> **RECORDED DATA**
· · · · ·
use sqlx::{Executor, Sqlite};

use super::schema::Database;
use super::types::{StorageError, StoreReport, StoredEntry};
use crate::feed::FeedEntry;

const INSERT_ENTRY: &str = r#"
    INSERT INTO feeds (
        title, description, link, id, author, published, updated,
        category, content_type, content_value, comments, source,
        contributors, rights, attachments
    )
    VALUES (?, ?, ?, ?, ?, ?, ?, ?, ?, ?, ?, ?, ?, ?, ?)
    ON CONFLICT (id) DO NOTHING
"#;

/// JSON forms of the structured entry fields.
struct SerializedFields {
    category: String,
    source: Option<String>,
    contributors: String,
    rights: Option<String>,
    attachments: String,
}

impl SerializedFields {
    fn from_entry(entry: &FeedEntry) -> Result<Self, StorageError> {
        let err = |source| StorageError::Serialize {
            id: entry.id.clone(),
            source,
        };

        Ok(Self {
            category: serde_json::to_string(&entry.categories).map_err(err)?,
            source: entry
                .source
                .as_ref()
                .map(serde_json::to_string)
                .transpose()
                .map_err(err)?,
            contributors: serde_json::to_string(&entry.contributors).map_err(err)?,
            rights: entry
                .rights
                .as_ref()
                .map(serde_json::to_string)
                .transpose()
                .map_err(err)?,
            attachments: serde_json::to_string(&entry.attachments).map_err(err)?,
        })
    }
}

/// Insert one entry unless its id is already stored.
///
/// Returns `true` when a row was written, `false` on an id conflict.
async fn insert_entry<'e, E>(executor: E, entry: &FeedEntry) -> Result<bool, StorageError>
where
    E: Executor<'e, Database = Sqlite>,
{
    let fields = SerializedFields::from_entry(entry)?;
    let (content_type, content_value) = match &entry.content {
        Some(c) => (Some(c.content_type.as_str()), c.value.as_deref()),
        None => (None, None),
    };

    let result = sqlx::query(INSERT_ENTRY)
        .bind(entry.title.as_deref())
        .bind(entry.description.as_deref())
        .bind(entry.link.as_deref())
        .bind(entry.id.as_str())
        .bind(entry.author.as_deref())
        .bind(entry.published.as_deref())
        .bind(entry.updated.as_deref())
        .bind(fields.category.as_str())
        .bind(content_type)
        .bind(content_value)
        .bind(entry.comments.as_deref())
        .bind(fields.source.as_deref())
        .bind(fields.contributors.as_str())
        .bind(fields.rights.as_deref())
        .bind(fields.attachments.as_str())
        .execute(executor)
        .await
        .map_err(|source| StorageError::Write {
            id: entry.id.clone(),
            source,
        })?;

    Ok(result.rows_affected() > 0)
}

impl Database {
    // ========================================================================
    // Entry Writes
    // ========================================================================

    /// Insert a single entry; an existing row with the same id wins.
    pub async fn upsert_entry(&self, entry: &FeedEntry) -> Result<bool, StorageError> {
        insert_entry(&self.pool, entry).await
    }

    /// Write one feed's entries over a single pooled connection.
    ///
    /// Each entry is its own autocommit insert. A failing entry is logged and
    /// counted, and the session continues with the next one. The connection
    /// returns to the pool when this function exits, on every path.
    ///
    /// # Errors
    ///
    /// Only `StorageError::Acquire`, when no connection could be checked out.
    pub async fn store_entries(&self, entries: &[FeedEntry]) -> Result<StoreReport, StorageError> {
        let mut report = StoreReport::default();
        if entries.is_empty() {
            return Ok(report);
        }

        let mut conn = self.pool.acquire().await.map_err(StorageError::Acquire)?;

        for entry in entries {
            match insert_entry(&mut *conn, entry).await {
                Ok(true) => {
                    report.inserted += 1;
                    tracing::debug!(id = %entry.id, title = ?entry.title, "Inserted entry");
                }
                Ok(false) => {
                    report.duplicates += 1;
                    tracing::trace!(id = %entry.id, "Entry already stored");
                }
                Err(e) => {
                    report.failed += 1;
                    tracing::warn!(id = %entry.id, error = %e, "Failed to store entry");
                }
            }
        }

        Ok(report)
    }

    // ========================================================================
    // Entry Queries
    // ========================================================================

    pub async fn count_entries(&self) -> Result<i64, StorageError> {
        let (count,): (i64,) = sqlx::query_as("SELECT COUNT(*) FROM feeds")
            .fetch_one(&self.pool)
            .await?;
        Ok(count)
    }

    pub async fn get_entry(&self, id: &str) -> Result<Option<StoredEntry>, StorageError> {
        let row = sqlx::query_as::<_, StoredEntry>(
            r#"
            SELECT id, title, description, link, author, published, updated,
                   category, content_type, content_value, comments, source,
                   contributors, rights, attachments
            FROM feeds
            WHERE id = ?
        "#,
        )
        .bind(id)
        .fetch_optional(&self.pool)
        .await?;
        Ok(row)
    }

    /// All stored ids in insertion order.
    pub async fn entry_ids(&self) -> Result<Vec<String>, StorageError> {
        let rows: Vec<(Option<String>,)> = sqlx::query_as("SELECT id FROM feeds ORDER BY rowid")
            .fetch_all(&self.pool)
            .await?;
        Ok(rows.into_iter().filter_map(|(id,)| id).collect())
    }
}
· · · · ·
> **AIM OF THE TASK**
Would you please copy all lines in the data that contain the word "Sqlite"?

> **WRITTEN RESPONSE**
use sqlx::{Executor, Sqlite};
    E: Executor<'e, Database = Sqlite>,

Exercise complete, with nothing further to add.